This document explains how to install and use Docker to run GATK on a local machine. For a primer on what Docker containers are for and related terminology, see this Dictionary entry.
Contents
- Install Docker
- Test that it works
- Get the GATK container image
- Start up the GATK container
- Run a GATK command in the container
- Use a mounted volume to access data that lives outside the container
1. Install Docker
Follow the relevant link below depending on your computer system; on Mac and Windows, select the "Stable channel" download. Run through the installation instructions and initial setup page; they are very straightforward and should only take you a few minutes (not counting download time).

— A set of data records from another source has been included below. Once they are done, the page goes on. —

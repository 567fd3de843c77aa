//! Response conversion errors.

use thiserror::Error;

/// Errors while converting a response payload into a caller-chosen type.
#[derive(Debug, Error)]
pub enum ValidationError {
    /// JSON (de)serialization failed.
    #[error("JSON parse error: {0}")]
    JsonParse(#[from] serde_json::Error),
}

impl ValidationError {
    /// Returns `true` if this is a parsing error.
    pub fn is_parse_error(&self) -> bool {
        matches!(self, Self::JsonParse(_))
    }
}
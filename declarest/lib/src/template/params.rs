//! Parameter templates and the combiner that resolves them per call.

use std::collections::BTreeMap;
use std::fmt;
use std::sync::Arc;

use serde::{Deserialize, Deserializer};
use serde_json::{Map, Value};

use super::dotted_path::lookup_dotted_path;
use crate::error::PathError;

/// Prefix marking a parameter template as a lookup into the request payload.
pub const PATH_PREFIX: char = '@';

/// A zero-argument producer evaluated each time parameters are combined.
#[derive(Clone)]
pub struct ParamFn(Arc<dyn Fn() -> Value + Send + Sync>);

impl ParamFn {
    pub fn new(f: impl Fn() -> Value + Send + Sync + 'static) -> Self {
        Self(Arc::new(f))
    }

    fn call(&self) -> Value {
        (self.0)()
    }
}

impl fmt::Debug for ParamFn {
    fn fmt(&self, f: &mut fmt::Formatter<'_>) -> fmt::Result {
        f.write_str("ParamFn(..)")
    }
}

/// A declared parameter value on an action or endpoint.
///
/// ## Examples
///
/// ```rust
/// use declarest::template::ParamValue;
/// use serde_json::json;
///
/// assert_eq!(ParamValue::from("@id"), ParamValue::Path("id".to_string()));
/// assert_eq!(ParamValue::from("json"), ParamValue::Literal(json!("json")));
/// ```
#[derive(Debug, Clone)]
pub enum ParamValue {
    /// Used as-is.
    Literal(Value),
    /// Dotted path looked up in the request payload.
    Path(String),
    /// Produced by a function at combine time.
    Computed(ParamFn),
}

impl ParamValue {
    /// Creates a computed parameter.
    pub fn computed(f: impl Fn() -> Value + Send + Sync + 'static) -> Self {
        Self::Computed(ParamFn::new(f))
    }

    /// Resolves this template against the request payload.
    ///
    /// Functions are called first; a resulting string starting with `@` is
    /// then looked up as a dotted path. `Ok(None)` means the value is absent.
    pub fn resolve(&self, data: Option<&Value>) -> Result<Option<Value>, PathError> {
        let value = match self {
            Self::Path(path) => return Ok(lookup_dotted_path(data, path)?.cloned()),
            Self::Literal(value) => value.clone(),
            Self::Computed(f) => f.call(),
        };

        match value {
            Value::String(s) if s.starts_with(PATH_PREFIX) => {
                Ok(lookup_dotted_path(data, &s[PATH_PREFIX.len_utf8()..])?.cloned())
            }
            other => Ok(Some(other)),
        }
    }
}

impl PartialEq for ParamValue {
    fn eq(&self, other: &Self) -> bool {
        match (self, other) {
            (Self::Literal(a), Self::Literal(b)) => a == b,
            (Self::Path(a), Self::Path(b)) => a == b,
            (Self::Computed(a), Self::Computed(b)) => Arc::ptr_eq(&a.0, &b.0),
            _ => false,
        }
    }
}

impl From<Value> for ParamValue {
    fn from(value: Value) -> Self {
        match value {
            Value::String(s) => s.as_str().into(),
            other => Self::Literal(other),
        }
    }
}

impl From<&str> for ParamValue {
    fn from(value: &str) -> Self {
        match value.strip_prefix(PATH_PREFIX) {
            Some(path) => Self::Path(path.to_string()),
            None => Self::Literal(Value::String(value.to_string())),
        }
    }
}

impl<'de> Deserialize<'de> for ParamValue {
    fn deserialize<D: Deserializer<'de>>(deserializer: D) -> Result<Self, D::Error> {
        Value::deserialize(deserializer).map(Self::from)
    }
}

/// Declared parameters keyed by name.
pub type ParamSet = BTreeMap<String, ParamValue>;

/// Builds a [`ParamSet`] from `(name, template)` pairs.
pub fn param_set<I, K, V>(pairs: I) -> ParamSet
where
    I: IntoIterator<Item = (K, V)>,
    K: Into<String>,
    V: Into<ParamValue>,
{
    pairs
        .into_iter()
        .map(|(k, v)| (k.into(), v.into()))
        .collect()
}

/// Combines declared parameter templates with caller-supplied parameters.
///
/// Declared templates are resolved against `data`; those resolving to an
/// absent value contribute no key. Caller parameters are then laid over the
/// result and always win.
///
/// ## Errors
///
/// Returns a [`PathError`] if a declared `@path` is not a valid dotted path.
///
/// ## Examples
///
/// ```rust
/// use declarest::template::{combine_params, param_set};
/// use serde_json::json;
///
/// let declared = param_set([("id", "@id")]);
/// let given = json!({"id": 9});
/// let data = json!({"id": 7});
///
/// let combined = combine_params(&declared, given.as_object(), Some(&data)).unwrap();
/// assert_eq!(combined.get("id"), Some(&json!(9)));
/// ```
pub fn combine_params(
    declared: &ParamSet,
    given: Option<&Map<String, Value>>,
    data: Option<&Value>,
) -> Result<Map<String, Value>, PathError> {
    let mut combined = Map::new();

    for (key, template) in declared {
        if let Some(value) = template.resolve(data)? {
            combined.insert(key.clone(), value);
        }
    }

    if let Some(given) = given {
        for (key, value) in given {
            combined.insert(key.clone(), value.clone());
        }
    }

    Ok(combined)
}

We have included instructions below for all steps after that first page, so you shouldn't need to go to any other pages in the Docker documentation. Frankly their docs are targeted at people who want to do things like run web applications on the cloud and can be quite frustrating to deal with.
MacOS systems
Click here for the MacOS install instructions
On Mac, the installation adds a menu bar item that looks like a whale/container-ship, which conveniently shows you the status of the Docker "daemon" (= program that runs in the background) and gives you GUI access to various Docker-related functionalities. But you can also just use it from the command-line, which is what we'll do in the rest of this tutorial.
Windows systems
Click here for the Windows install instructions
Note that on some Windows systems (including non-Pro versions like Windows Home, and older versions) the "normal" Docker app doesn't work, and you have to use an older app called Docker Toolbox, which you can find here.
Linux systems
Here is the full list of supported systems and their install pages.
2. Test that it works
Now, open a terminal window and invoke the docker
program directly. Checking the version is always a good way to test that a program will run without investing too much effort into finding a command that will work, so let's do:
docker --version
This should return something like "Docker version 17.06.0-ce, build 02c1d87".
If you run into trouble at this step, you may need to run one or more of the following commands:
docker-machine restart default docker-machine regenerate-certs docker-machine env
Note that we have had reports that Docker is not compatible with some other virtual machine software; if you run into that problem you may need to uninstall other software. Or, uh, install Docker in a virtual machine? Ahhhh, too many layers! Let's just assume your Docker install worked fine. (If not, let us know in the forum and we'll try to help you)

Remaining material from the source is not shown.